■ **Dataset entries**

BEGIN

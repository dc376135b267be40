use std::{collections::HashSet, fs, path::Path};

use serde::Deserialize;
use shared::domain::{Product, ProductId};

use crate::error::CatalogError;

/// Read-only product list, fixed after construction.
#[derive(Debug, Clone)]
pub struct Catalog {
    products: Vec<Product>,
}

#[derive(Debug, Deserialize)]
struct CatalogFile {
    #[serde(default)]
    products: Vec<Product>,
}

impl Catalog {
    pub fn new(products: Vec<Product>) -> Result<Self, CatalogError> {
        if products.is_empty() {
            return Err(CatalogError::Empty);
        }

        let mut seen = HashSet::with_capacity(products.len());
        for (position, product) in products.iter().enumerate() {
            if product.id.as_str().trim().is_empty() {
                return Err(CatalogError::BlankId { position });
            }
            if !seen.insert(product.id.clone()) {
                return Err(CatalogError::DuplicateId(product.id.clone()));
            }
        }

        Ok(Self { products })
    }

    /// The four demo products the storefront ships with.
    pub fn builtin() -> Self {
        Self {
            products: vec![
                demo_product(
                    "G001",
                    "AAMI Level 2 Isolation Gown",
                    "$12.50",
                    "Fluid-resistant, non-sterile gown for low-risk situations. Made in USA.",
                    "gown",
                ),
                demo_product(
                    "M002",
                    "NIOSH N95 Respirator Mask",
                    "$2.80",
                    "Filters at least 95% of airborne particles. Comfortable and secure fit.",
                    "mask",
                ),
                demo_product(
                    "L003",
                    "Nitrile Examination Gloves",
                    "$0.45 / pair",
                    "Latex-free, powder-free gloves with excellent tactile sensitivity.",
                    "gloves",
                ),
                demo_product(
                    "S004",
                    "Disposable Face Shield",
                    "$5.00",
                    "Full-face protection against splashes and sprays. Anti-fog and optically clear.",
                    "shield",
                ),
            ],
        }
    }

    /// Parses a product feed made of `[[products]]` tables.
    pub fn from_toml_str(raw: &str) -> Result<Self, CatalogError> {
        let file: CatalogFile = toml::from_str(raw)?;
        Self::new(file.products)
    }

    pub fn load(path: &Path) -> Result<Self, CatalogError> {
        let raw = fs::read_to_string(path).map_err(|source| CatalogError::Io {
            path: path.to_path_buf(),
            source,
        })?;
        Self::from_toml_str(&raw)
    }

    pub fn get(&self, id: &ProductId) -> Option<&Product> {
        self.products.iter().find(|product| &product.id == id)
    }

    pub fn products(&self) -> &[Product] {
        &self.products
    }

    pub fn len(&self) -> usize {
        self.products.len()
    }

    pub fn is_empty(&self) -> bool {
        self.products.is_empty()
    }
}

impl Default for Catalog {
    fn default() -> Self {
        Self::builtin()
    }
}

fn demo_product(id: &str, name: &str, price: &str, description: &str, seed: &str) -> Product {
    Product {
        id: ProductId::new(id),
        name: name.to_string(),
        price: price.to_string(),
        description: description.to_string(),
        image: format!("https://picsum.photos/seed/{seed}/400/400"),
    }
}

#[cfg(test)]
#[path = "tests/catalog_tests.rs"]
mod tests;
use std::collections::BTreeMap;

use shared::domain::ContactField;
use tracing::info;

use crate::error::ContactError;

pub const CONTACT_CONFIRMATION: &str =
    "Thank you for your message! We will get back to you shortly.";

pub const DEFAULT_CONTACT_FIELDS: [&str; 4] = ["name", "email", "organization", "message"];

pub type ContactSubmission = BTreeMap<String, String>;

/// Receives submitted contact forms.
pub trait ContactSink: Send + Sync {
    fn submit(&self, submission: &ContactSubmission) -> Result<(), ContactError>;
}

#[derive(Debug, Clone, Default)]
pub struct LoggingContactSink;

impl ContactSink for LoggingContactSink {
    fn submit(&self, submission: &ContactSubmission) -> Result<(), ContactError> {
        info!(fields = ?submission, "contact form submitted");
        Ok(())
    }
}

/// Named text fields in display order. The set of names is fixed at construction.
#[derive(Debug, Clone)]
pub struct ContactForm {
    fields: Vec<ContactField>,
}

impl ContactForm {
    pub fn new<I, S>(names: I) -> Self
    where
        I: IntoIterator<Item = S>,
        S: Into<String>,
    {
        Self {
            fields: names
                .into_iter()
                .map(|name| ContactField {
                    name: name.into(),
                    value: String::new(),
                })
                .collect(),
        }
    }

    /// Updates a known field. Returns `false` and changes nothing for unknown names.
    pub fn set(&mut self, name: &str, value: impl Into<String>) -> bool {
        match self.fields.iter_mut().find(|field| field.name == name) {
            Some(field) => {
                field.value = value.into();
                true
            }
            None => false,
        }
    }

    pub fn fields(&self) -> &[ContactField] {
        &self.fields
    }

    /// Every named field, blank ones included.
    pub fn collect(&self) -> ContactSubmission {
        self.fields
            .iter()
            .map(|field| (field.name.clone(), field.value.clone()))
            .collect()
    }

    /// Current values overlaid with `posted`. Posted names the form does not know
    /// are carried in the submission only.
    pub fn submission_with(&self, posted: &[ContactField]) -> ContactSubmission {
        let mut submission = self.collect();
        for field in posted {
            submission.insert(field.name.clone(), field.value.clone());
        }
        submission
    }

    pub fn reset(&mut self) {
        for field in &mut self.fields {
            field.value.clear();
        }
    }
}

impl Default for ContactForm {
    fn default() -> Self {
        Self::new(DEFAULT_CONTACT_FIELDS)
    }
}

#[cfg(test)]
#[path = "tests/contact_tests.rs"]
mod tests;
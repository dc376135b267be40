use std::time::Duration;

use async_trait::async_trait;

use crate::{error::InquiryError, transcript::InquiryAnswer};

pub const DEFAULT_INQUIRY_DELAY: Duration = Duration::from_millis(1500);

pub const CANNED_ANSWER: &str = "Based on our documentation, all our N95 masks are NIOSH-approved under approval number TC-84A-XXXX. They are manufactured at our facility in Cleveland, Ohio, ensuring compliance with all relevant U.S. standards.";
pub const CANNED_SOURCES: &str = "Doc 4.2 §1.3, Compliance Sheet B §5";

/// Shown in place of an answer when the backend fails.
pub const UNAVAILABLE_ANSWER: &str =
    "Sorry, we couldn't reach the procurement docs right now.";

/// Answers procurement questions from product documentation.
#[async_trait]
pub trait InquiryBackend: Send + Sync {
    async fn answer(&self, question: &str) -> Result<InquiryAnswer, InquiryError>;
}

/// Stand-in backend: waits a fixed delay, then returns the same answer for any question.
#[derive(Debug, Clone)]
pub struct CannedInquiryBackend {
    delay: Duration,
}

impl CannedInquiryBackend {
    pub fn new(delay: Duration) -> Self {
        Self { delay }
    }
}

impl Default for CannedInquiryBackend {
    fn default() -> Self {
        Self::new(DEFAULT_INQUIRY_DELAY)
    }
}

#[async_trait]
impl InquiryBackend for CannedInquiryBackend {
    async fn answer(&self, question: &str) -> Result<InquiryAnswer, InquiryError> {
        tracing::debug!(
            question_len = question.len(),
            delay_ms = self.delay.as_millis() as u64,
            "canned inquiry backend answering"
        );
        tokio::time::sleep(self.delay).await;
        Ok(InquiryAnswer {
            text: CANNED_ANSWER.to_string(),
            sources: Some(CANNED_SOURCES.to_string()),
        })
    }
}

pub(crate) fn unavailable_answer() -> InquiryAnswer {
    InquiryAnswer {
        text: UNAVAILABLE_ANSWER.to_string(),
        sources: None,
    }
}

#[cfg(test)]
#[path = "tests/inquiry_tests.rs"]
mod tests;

END

■ **What to work on**
Could you please find every line of the listing above holding the string "only" and copy it?

■ **Expected answer**
/// Read-only product list, fixed after construction.
    /// are carried in the submission only.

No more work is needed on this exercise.